Maximizing Your Tax Refund: Smart Ways to Use Your Refund This Year

Feb 10, 2025 3:49:50 PM

For most people, the prospect of filing taxes is less than exciting. But just remember—the sooner you file your taxes, the sooner you may see a tax refund in your mailbox! The average tax refund last year was around $3,000, with over 100 million Americans receiving a refund. But no matter the size of your tax refund, it’s important to spend it smartly. Read on for five ideas on how to maximize your tax refund in 2025. 

Pay Off High-Interest Debt 

If you’re living with high-interest debt, usually the result of credit card spending, pay off as much of this debt as possible before doing anything else. High-interest debt becomes more and more expensive every month you don’t pay it off; and meanwhile, the negative impact on your credit score makes it difficult to secure the best and least expensive financial products. Just remember: credit card debt is different to mortgage debt, and you don’t want it hanging around. So, before you do anything else, use your tax refund to tackle high-interest debt.  

Max Out Retirement Funds 

Opting to put your tax refund into a savings account is a smart idea—but what’s even smarter is using that money to max out your retirement savings. If you already have an Individual Retirement Account (IRA), make sure you’ve put in the maximum funds for last year and this year.
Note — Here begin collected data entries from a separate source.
//! Session Entity

use chrono::{DateTime, Duration, Utc};
use serde::{Deserialize, Serialize};
use serde_json::{Map, Value};

use super::attribution::AttributionData;

/// Event names that count toward session conversions
pub const CONVERSION_EVENTS: &[&str] = &[
    "purchase",
    "sign_up",
    "complete_registration",
    "lead",
    "add_to_cart",
    "begin_checkout",
];

#[derive(Debug, Clone, PartialEq, Serialize, Deserialize)]
pub struct PageVisit {
    pub url: String,
    pub path: String,
    pub title: String,
    pub referrer: Option<String>,
    pub timestamp: DateTime<Utc>,
    /// Filled in when the next page visit starts
    pub time_on_page_ms: Option<i64>,
}

#[derive(Debug, Clone, PartialEq, Serialize, Deserialize)]
pub struct TrackedEvent {
    pub name: String,
    pub timestamp: DateTime<Utc>,
    pub page_url: Option<String>,
    pub parameters: Map<String, Value>,
    pub source: String,
    pub medium: String,
    pub campaign: Option<String>,
    pub traffic_type: String,
}

#[derive(Debug, Clone, PartialEq, Serialize, Deserialize)]
pub struct SessionData {
    pub session_id: String,
    pub start_time: DateTime<Utc>,
    pub last_activity: DateTime<Utc>,
    pub end_time: Option<DateTime<Utc>>,
    pub attribution: Option<AttributionData>,
    pub page_visits: Vec<PageVisit>,
    pub events: Vec<TrackedEvent>,
    pub conversions: u32,
    pub conversion_value: f64,
}

impl SessionData {
    pub fn new(session_id: impl Into<String>, now: DateTime<Utc>, attribution: Option<AttributionData>) -> Self {
        Self {
            session_id: session_id.into(),
            start_time: now,
            last_activity: now,
            end_time: None,
            attribution,
            page_visits: Vec::new(),
            events: Vec::new(),
            conversions: 0,
            conversion_value: 0.0,
        }
    }

    /// Expired once older than `timeout`, measured from the session start
    pub fn is_expired(&self, now: DateTime<Utc>, timeout: Duration) -> bool {
        self.end_time.is_some() || now - self.start_time > timeout
    }

    pub fn duration(&self, now: DateTime<Utc>) -> Duration {
        self.end_time.unwrap_or(now) - self.start_time
    }

    pub fn is_conversion(event_name: &str) -> bool {
        CONVERSION_EVENTS.contains(&event_name)
    }
}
Remember: IRA funds are tax-advantaged, so you’re both saving for the future and saving money. Some employers also offer matching funds when employees put their own cash into a workplace fund, such as a 401(k), so be sure to check with your employer about any such opportunities.  

Buy Now, Save Later 

Going on a shopping spree is rarely the best way to spend a tax refund. However, it may be smart to consider any purchases wherein spending money now could save you a chunk of money in the future. Car repairs or home repairs are a good example, so if you’ve been putting off a brake replacement or plumbing issue—that could be a smart use for your tax refund. In addition, it’s worthwhile to consider cost savings measures such as energy-efficient window replacement or even solar panels, to lower your energy bills in the future.  

Determine Your Risk Profile and Invest 

Investments help you build wealth, so that your savings don’t lose value in the future. If you’ve paid off high interest debt and feel secure in your current savings accounts, plus you’ve already maxed out all retirement accounts, it could be time to consider investing. Harvard FCU members can take advantage of personalized investment services, including a free consultation with a CFS financial advisor. For investors looking for a short term, lower-risk option, Harvard FCU also offers Term Share Certificates (also known as CDs) with higher interest rates and a variety of terms, depending on how long you’re looking to commit your funds.  

Kick Start a New Savings Account 

Receiving a tax refund could be a sign that it’s time to start a new savings account. Maybe you want to save up for a vacation, plan ahead for holiday shopping, start a college fund or start an emergency fund. Either way, designating a new account and funding it with your tax refund can be a good way to formally kick start your new savings goal. Always choose an account that offers security and convenience, and look for a good interest rate so your money will grow even as it remains accessible. You might check out Harvard FCU’s Money Market Accounts, while offer tiered interest rates that increase with the balance of the account.